For some people, professing their political allegiance with a lawn sign just isn’t enough. A man in Castro Valley painted his roof with the Bernie Sanders campaign logo.
“It’s bold and it’s big. It gets people’s attention. It gets people to talk and think and go home and go, ‘Why did he do that?’” said Daren Wilkerson, a high school English teacher, as he touched up the baby blue and red paint on his roof on Monday.
Wilkerson said he got the idea after he saw photos of other Sanders supporters painting fences, roofs and walls online.
He and his wife, Sarah Wilkerson, a speech pathologist, had discussed it before he took paint to the roof. She’s also a strong Sanders supporter. But she was surprised all the same when she got home to find him on the roof with rollers and buckets last week.

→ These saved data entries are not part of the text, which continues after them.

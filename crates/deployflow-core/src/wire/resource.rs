//! Component payloads (requests) and resource infos (responses)

use super::component::{ComponentType, Plan};
use serde::{Deserialize, Serialize};

/// One component as submitted on create/update
#[derive(Debug, Clone, Default, PartialEq, Serialize, Deserialize)]
#[serde(bound = "")]
pub struct ResourcePayload<C: ComponentType> {
    pub ref_id: String,
    pub region: String,
    #[serde(default, skip_serializing_if = "Option::is_none")]
    pub display_name: Option<String>,
    #[serde(default, skip_serializing_if = "Option::is_none")]
    pub elasticsearch_cluster_ref_id: Option<String>,
    pub plan: Plan<C>,
}

/// One component as returned by a read
#[derive(Debug, Clone, Default, PartialEq, Serialize, Deserialize)]
#[serde(bound = "")]
pub struct ResourceInfo<C: ComponentType> {
    #[serde(default, skip_serializing_if = "Option::is_none")]
    pub ref_id: Option<String>,
    #[serde(default, skip_serializing_if = "Option::is_none")]
    pub region: Option<String>,
    #[serde(default, skip_serializing_if = "Option::is_none")]
    pub elasticsearch_cluster_ref_id: Option<String>,
    #[serde(default, skip_serializing_if = "Option::is_none")]
    pub info: Option<ClusterInfo<C>>,
}

impl<C: ComponentType> ResourceInfo<C> {
    /// Plan the component currently runs, if any.
    ///
    /// A component without one was removed or never provisioned.
    pub fn current_plan(&self) -> Option<&Plan<C>> {
        self.info
            .as_ref()?
            .plan_info
            .as_ref()?
            .current
            .as_ref()?
            .plan
            .as_ref()
    }

    pub fn metadata(&self) -> Option<&ClusterMetadata> {
        self.info.as_ref()?.metadata.as_ref()
    }
}

#[derive(Debug, Clone, Default, PartialEq, Serialize, Deserialize)]
#[serde(bound = "")]
pub struct ClusterInfo<C: ComponentType> {
    /// Remote-assigned resource ID
    #[serde(default, skip_serializing_if = "Option::is_none")]
    pub id: Option<String>,
    /// Display name
    #[serde(default, skip_serializing_if = "Option::is_none")]
    pub name: Option<String>,
    #[serde(default, skip_serializing_if = "Option::is_none")]
    pub status: Option<String>,
    #[serde(default, skip_serializing_if = "Option::is_none")]
    pub metadata: Option<ClusterMetadata>,
    #[serde(default, skip_serializing_if = "Option::is_none")]
    pub plan_info: Option<PlanInfo<C>>,
}

#[derive(Debug, Clone, Default, PartialEq, Eq, Serialize, Deserialize)]
pub struct ClusterMetadata {
    #[serde(default, skip_serializing_if = "Option::is_none")]
    pub endpoint: Option<String>,
    #[serde(default, skip_serializing_if = "Option::is_none")]
    pub ports: Option<ClusterPorts>,
}

impl ClusterMetadata {
    pub fn http_endpoint(&self) -> Option<String> {
        let endpoint = self.endpoint.as_deref().filter(|e| !e.is_empty())?;
        let port = self.ports.as_ref()?.http?;
        Some(format!("http://{}:{}", endpoint, port))
    }

    pub fn https_endpoint(&self) -> Option<String> {
        let endpoint = self.endpoint.as_deref().filter(|e| !e.is_empty())?;
        let port = self.ports.as_ref()?.https?;
        Some(format!("https://{}:{}", endpoint, port))
    }
}

#[derive(Debug, Clone, Default, PartialEq, Eq, Serialize, Deserialize)]
pub struct ClusterPorts {
    #[serde(default, skip_serializing_if = "Option::is_none")]
    pub http: Option<u16>,
    #[serde(default, skip_serializing_if = "Option::is_none")]
    pub https: Option<u16>,
}

#[derive(Debug, Clone, Default, PartialEq, Serialize, Deserialize)]
#[serde(bound = "")]
pub struct PlanInfo<C: ComponentType> {
    #[serde(default, skip_serializing_if = "Option::is_none")]
    pub current: Option<PlanAttempt<C>>,
    #[serde(default, skip_serializing_if = "Option::is_none")]
    pub pending: Option<PlanAttempt<C>>,
    #[serde(default, skip_serializing_if = "Vec::is_empty")]
    pub history: Vec<PlanAttempt<C>>,
}

#[derive(Debug, Clone, Default, PartialEq, Serialize, Deserialize)]
#[serde(bound = "")]
pub struct PlanAttempt<C: ComponentType> {
    #[serde(default, skip_serializing_if = "Option::is_none")]
    pub plan: Option<Plan<C>>,
    #[serde(default, skip_serializing_if = "Option::is_none")]
    pub healthy: Option<bool>,
    #[serde(default, skip_serializing_if = "Vec::is_empty")]
    pub plan_attempt_log: Vec<PlanStepInfo>,
}

/// One step of a plan attempt
#[derive(Debug, Clone, PartialEq, Eq, Serialize, Deserialize)]
pub struct PlanStepInfo {
    pub step_id: String,
    pub status: StepStatus,
    #[serde(default, skip_serializing_if = "Vec::is_empty")]
    pub info_log: Vec<PlanStepLogMessage>,
}

impl PlanStepInfo {
    pub fn new(step_id: impl Into<String>, status: StepStatus) -> Self {
        Self {
            step_id: step_id.into(),
            status,
            info_log: Vec::new(),
        }
    }

    pub fn with_message(mut self, message: impl Into<String>) -> Self {
        self.info_log.push(PlanStepLogMessage {
            message: message.into(),
        });
        self
    }
}

#[derive(Debug, Clone, Copy, PartialEq, Eq, Serialize, Deserialize)]
#[serde(rename_all = "snake_case")]
pub enum StepStatus {
    Success,
    Warning,
    Error,
    Pending,
}

#[derive(Debug, Clone, PartialEq, Eq, Serialize, Deserialize)]
pub struct PlanStepLogMessage {
    pub message: String,
}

“There’s never a dull moment with Daren, that’s for sure” she said. “I was like, ‘OK, we’ve got Bernie on the roof now. This is happening!’ I think I would’ve been a lot more upset if we weren’t getting a new roof in the near future.”
But the Wilkersons won’t break ground on the planned addition to their home until after the presidential election in the fall. So Bernie is there to stay.
The neighbors don’t seem to mind. In fact, Daren Wilkerson says many of his neighbors honk and wave, which he interprets as a sign of support, if not for his candidate, at least for his right to get involved in the campaign and express his political perspective.
“My friend who lives down the street who wants to vote for Trump thinks I’m crazy. I think he’s crazy,” he said with a shrug.
He warned his elderly neighbors across the street before he started the paint job. Jackie Powers, 82, supports Hillary Clinton and her husband Dick does too.
“If he’s enthused about Bernie, if that’s what he likes, that’s OK with me. I don’t care. ‘Cause I know it won’t be there by the end of the year,” she said. “I don’t know much about Bernie Sanders. I think Hillary’s on the ball.”
That was Wilkerson’s cue to begin his campaign pitch, with his 21-month-old daughter Marlo perched on his arm.
“You should find out more about Bernie,” he said. His rooftop campaign sign was working just as he had hoped, sparking a dialogue.
“Also, it’s a fun project. It’s not every day that you get to paint your roof – something wild, something bold,” he said.